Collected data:
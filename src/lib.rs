//! Abelian sandpile on a grid that grows with the sand.
//!
//! A cell holding more than [`THRESHOLD`] grains topples, sending one
//! grain to each orthogonal neighbor. The grid starts as the bounding
//! rectangle of the sparse input and gains a row or column on a side
//! whenever that side's border holds an unstable cell, so overflow always
//! has somewhere to go.

use std::{
	fmt,
	fs::File,
	io::{BufRead, BufReader},
	path::Path,
};

pub mod bmp;
pub mod error;
pub mod grid;
pub mod loader;
pub mod output;
pub mod palette;
pub mod png;

pub use crate::{
	error::{Error, Result},
	grid::Grid,
	loader::Record,
	palette::{Categories, Color},
};

pub type Cell = u64;

/// A cell with more grains than this is unstable.
pub const THRESHOLD: Cell = 3;

const TOPPLE_LOSS: Cell = THRESHOLD + 1;

#[derive(Debug, Clone, PartialEq)]
pub struct Sandpile {
	grid: Grid<Cell>,
	stable: bool,
	topples: u64,
}

impl Sandpile {
	pub fn from_grid(grid: Grid<Cell>) -> Sandpile {
		Sandpile {
			grid,
			stable: false,
			topples: 0,
		}
	}

	pub fn from_reader<R: BufRead>(reader: R) -> Result<Sandpile> {
		let records = loader::parse_records(reader)?;
		let grid = loader::grid_from_records(&records)?;
		Ok(Sandpile::from_grid(grid))
	}

	pub fn from_path<P: AsRef<Path>>(path: P) -> Result<Sandpile> {
		let path = path.as_ref();
		let open_err = |source| Error::InputOpen {
			path: path.to_owned(),
			source,
		};
		let file = File::open(path).map_err(open_err)?;
		Sandpile::from_reader(BufReader::new(file)).map_err(|e| match e {
			Error::Io(source) => open_err(source),
			e => e,
		})
	}

	/// Performs one row-major sweep over the grid.
	///
	/// Cells are visited by index, and the loop bounds are re-read after
	/// every step, so a cell pushed over the threshold by a topple earlier
	/// in the sweep is toppled in the same sweep only if the scan has not
	/// passed it yet. Growth shifts the contents under the scan without
	/// moving the scan position.
	pub fn update(&mut self) -> Result<()> {
		// Overflow present from the loaded state needs room before it topples.
		self.expand_if_needed()?;
		let mut stable = true;
		let mut i = 0;
		while i < self.grid.height() {
			let mut j = 0;
			while j < self.grid.width() {
				if self.grid[(i, j)] > THRESHOLD {
					self.topple(i, j)?;
					stable = false;
				}
				j += 1;
			}
			i += 1;
		}
		self.stable = stable;
		Ok(())
	}

	fn topple(&mut self, i: usize, j: usize) -> Result<()> {
		let (h, w) = (self.grid.height(), self.grid.width());
		let neighbours = [
			(i > 0).then(|| (i - 1, j)),
			(i + 1 < h).then(|| (i + 1, j)),
			(j > 0).then(|| (i, j - 1)),
			(j + 1 < w).then(|| (i, j + 1)),
		];
		// Nothing is touched unless every neighbour can take its grain.
		for &(row, col) in neighbours.iter().flatten() {
			if self.grid[(row, col)] == Cell::MAX {
				return Err(Error::Overflow { row, col });
			}
		}
		self.grid[(i, j)] -= TOPPLE_LOSS;
		self.topples += 1;
		for &(row, col) in neighbours.iter().flatten() {
			self.grid[(row, col)] += 1;
		}
		self.expand_if_needed()
	}

	/// Adds at most one row or column on each side whose border holds an
	/// unstable cell.
	fn expand_if_needed(&mut self) -> Result<()> {
		let (h, w) = (self.grid.height(), self.grid.width());
		let unstable = |c: &Cell| *c > THRESHOLD;
		let up = self.grid.row(0).iter().any(unstable);
		let down = self.grid.row(h - 1).iter().any(unstable);
		let left = self.grid.column(0).any(unstable);
		let right = self.grid.column(w - 1).any(unstable);
		if !(up || down || left || right) {
			return Ok(());
		}
		self.grid = self.grid.padded(up as usize, down as usize, left as usize, right as usize)?;
		log::debug!(
			"Grid grown from {}x{} to {}x{} (up: {}, down: {}, left: {}, right: {})",
			w, h, self.grid.width(), self.grid.height(), up, down, left, right
		);
		Ok(())
	}

	/// Whether the last [`update`](Sandpile::update) toppled nothing.
	/// `false` before the first update.
	pub fn is_stable(&self) -> bool {
		self.stable
	}

	pub fn width(&self) -> usize {
		self.grid.width()
	}

	pub fn height(&self) -> usize {
		self.grid.height()
	}

	/// Topples performed since construction.
	pub fn topples(&self) -> u64 {
		self.topples
	}

	pub fn grid(&self) -> &Grid<Cell> {
		&self.grid
	}

	pub fn total_grains(&self) -> u128 {
		self.grid.cells().iter().map(|&c| u128::from(c)).sum()
	}

	pub fn category_grid(&self, categories: &Categories) -> Grid<u8> {
		palette::categorize(&self.grid, categories)
	}
}

impl fmt::Display for Sandpile {
	fn fmt(&self, f: &mut fmt::Formatter) -> fmt::Result {
		write!(f, "{}", self.grid)
	}
}

#[cfg(test)]
mod tests {
	use super::*;

	fn pile(rows: Vec<Vec<Cell>>) -> Sandpile {
		Sandpile::from_grid(Grid::from_rows(rows).unwrap())
	}

	fn rows(s: &Sandpile) -> Vec<Vec<Cell>> {
		s.grid().clone().into_rows()
	}

	#[test]
	fn single_interior_topple() {
		let mut s = pile(vec![
			vec![0, 0, 0],
			vec![0, 4, 0],
			vec![0, 0, 0],
		]);
		assert!(!s.is_stable());
		s.update().unwrap();
		assert_eq!(rows(&s), vec![
			vec![0, 1, 0],
			vec![1, 0, 1],
			vec![0, 1, 0],
		]);
		assert!(!s.is_stable());
		assert_eq!(s.topples(), 1);
		s.update().unwrap();
		assert!(s.is_stable());
		assert_eq!(s.topples(), 1);
		assert_eq!((s.width(), s.height()), (3, 3));
	}

	#[test]
	fn lone_cell_grows_on_every_side() {
		let mut s = pile(vec![vec![4]]);
		s.update().unwrap();
		assert_eq!(rows(&s), vec![
			vec![0, 1, 0],
			vec![1, 0, 1],
			vec![0, 1, 0],
		]);
		assert!(!s.is_stable());
		assert_eq!(s.total_grains(), 4);
		s.update().unwrap();
		assert!(s.is_stable());
	}

	#[test]
	fn cascade_only_reaches_cells_ahead_of_the_scan() {
		let mut s = pile(vec![
			vec![0, 0, 0, 0, 0],
			vec![0, 0, 3, 0, 0],
			vec![0, 3, 4, 0, 0],
			vec![0, 0, 3, 0, 0],
			vec![0, 0, 0, 0, 0],
		]);
		s.update().unwrap();
		assert_eq!(rows(&s), vec![
			vec![0, 0, 0, 0, 0],
			vec![0, 0, 4, 0, 0],
			vec![0, 4, 1, 1, 0],
			vec![0, 1, 0, 1, 0],
			vec![0, 0, 1, 0, 0],
		]);
		assert_eq!(s.topples(), 2);
		assert!(!s.is_stable());
	}

	#[test]
	fn growth_shifts_contents_under_the_scan() {
		let mut s = pile(vec![
			vec![0, 3, 0],
			vec![0, 4, 0],
			vec![0, 0, 0],
		]);
		s.update().unwrap();
		assert_eq!(rows(&s), vec![
			vec![0, 0, 0],
			vec![0, 4, 0],
			vec![1, 0, 1],
			vec![0, 1, 0],
		]);
		assert_eq!(s.topples(), 1);
		s.update().unwrap();
		assert_eq!(rows(&s), vec![
			vec![0, 1, 0],
			vec![1, 0, 1],
			vec![1, 1, 1],
			vec![0, 1, 0],
		]);
		s.update().unwrap();
		assert!(s.is_stable());
	}

	#[test]
	fn full_neighbour_stops_the_sweep() {
		let mut s = Sandpile::from_reader("0 0 4\n1 0 18446744073709551615".as_bytes()).unwrap();
		match s.update() {
			Err(Error::Overflow { row, col }) => assert_eq!((row, col), (1, 2)),
			other => panic!("unexpected {:?}", other),
		}
		assert_eq!((s.width(), s.height()), (4, 3));
		assert_eq!(s.grid().row(1), &[0, 4, u64::MAX, 0]);
		assert_eq!(s.topples(), 0);
	}

	#[test]
	fn stable_grid_is_a_fixed_point() {
		let mut s = pile(vec![
			vec![3, 2],
			vec![1, 0],
		]);
		s.update().unwrap();
		assert!(s.is_stable());
		let before = s.clone();
		s.update().unwrap();
		assert_eq!(s, before);
	}

	#[test]
	fn relaxation_conserves_grains_and_is_symmetric() {
		let mut s = pile(vec![vec![256]]);
		let mut sweeps = 0;
		while !s.is_stable() {
			s.update().unwrap();
			assert_eq!(s.total_grains(), 256);
			sweeps += 1;
			assert!(sweeps < 10_000);
		}
		let g = rows(&s);
		assert!(g.iter().flatten().all(|&c| c <= THRESHOLD));
		assert_eq!(s.width(), s.height());
		let n = g.len();
		for i in 0..n {
			for j in 0..n {
				assert_eq!(g[i][j], g[j][i]);
				assert_eq!(g[i][j], g[i][n - 1 - j]);
			}
		}
	}

	#[test]
	fn loads_from_reader() {
		let s = Sandpile::from_reader("0 0 5\n2 0 1\n0 2 1\n".as_bytes()).unwrap();
		assert_eq!((s.width(), s.height()), (3, 3));
		assert_eq!(s.grid()[(0, 0)], 5);
		assert_eq!(s.grid()[(0, 2)], 1);
		assert_eq!(s.grid()[(2, 0)], 1);
		assert_eq!(s.total_grains(), 7);
	}

	#[test]
	fn missing_file_is_an_open_error() {
		let err = Sandpile::from_path("/definitely/not/here.tsv").unwrap_err();
		assert!(matches!(err, Error::InputOpen { .. }));
	}

	#[test]
	fn category_grid_leaves_sand_alone() {
		let s = pile(vec![vec![0, 1, 2, 3, 7]]);
		let cats = s.category_grid(&Categories([5, 6, 7, 8, 9]));
		assert_eq!(cats.into_rows(), vec![vec![5, 6, 7, 8, 9]]);
		assert_eq!(s.grid()[(0, 4)], 7);
	}

	#[test]
	fn display_renders_glyphs() {
		let s = pile(vec![vec![0, 1], vec![2, 3]]);
		assert_eq!(s.to_string(), " .\n:&\n");
	}
}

**EXERCISE OBJECTIVE:** Of the lines above, retype only those from the line containing "pub fn from_path<P: AsRef<Path>>(path: P)" through the line containing "fn expand_if_needed(&mut self)", including both, exactly.

**ANSWER AREA:**
	pub fn from_path<P: AsRef<Path>>(path: P) -> Result<Sandpile> {
		let path = path.as_ref();
		let open_err = |source| Error::InputOpen {
			path: path.to_owned(),
			source,
		};
		let file = File::open(path).map_err(open_err)?;
		Sandpile::from_reader(BufReader::new(file)).map_err(|e| match e {
			Error::Io(source) => open_err(source),
			e => e,
		})
	}

	/// Performs one row-major sweep over the grid.
	///
	/// Cells are visited by index, and the loop bounds are re-read after
	/// every step, so a cell pushed over the threshold by a topple earlier
	/// in the sweep is toppled in the same sweep only if the scan has not
	/// passed it yet. Growth shifts the contents under the scan without
	/// moving the scan position.
	pub fn update(&mut self) -> Result<()> {
		// Overflow present from the loaded state needs room before it topples.
		self.expand_if_needed()?;
		let mut stable = true;
		let mut i = 0;
		while i < self.grid.height() {
			let mut j = 0;
			while j < self.grid.width() {
				if self.grid[(i, j)] > THRESHOLD {
					self.topple(i, j)?;
					stable = false;
				}
				j += 1;
			}
			i += 1;
		}
		self.stable = stable;
		Ok(())
	}

	fn topple(&mut self, i: usize, j: usize) -> Result<()> {
		let (h, w) = (self.grid.height(), self.grid.width());
		let neighbours = [
			(i > 0).then(|| (i - 1, j)),
			(i + 1 < h).then(|| (i + 1, j)),
			(j > 0).then(|| (i, j - 1)),
			(j + 1 < w).then(|| (i, j + 1)),
		];
		// Nothing is touched unless every neighbour can take its grain.
		for &(row, col) in neighbours.iter().flatten() {
			if self.grid[(row, col)] == Cell::MAX {
				return Err(Error::Overflow { row, col });
			}
		}
		self.grid[(i, j)] -= TOPPLE_LOSS;
		self.topples += 1;
		for &(row, col) in neighbours.iter().flatten() {
			self.grid[(row, col)] += 1;
		}
		self.expand_if_needed()
	}

	/// Adds at most one row or column on each side whose border holds an
	/// unstable cell.
	fn expand_if_needed(&mut self) -> Result<()> {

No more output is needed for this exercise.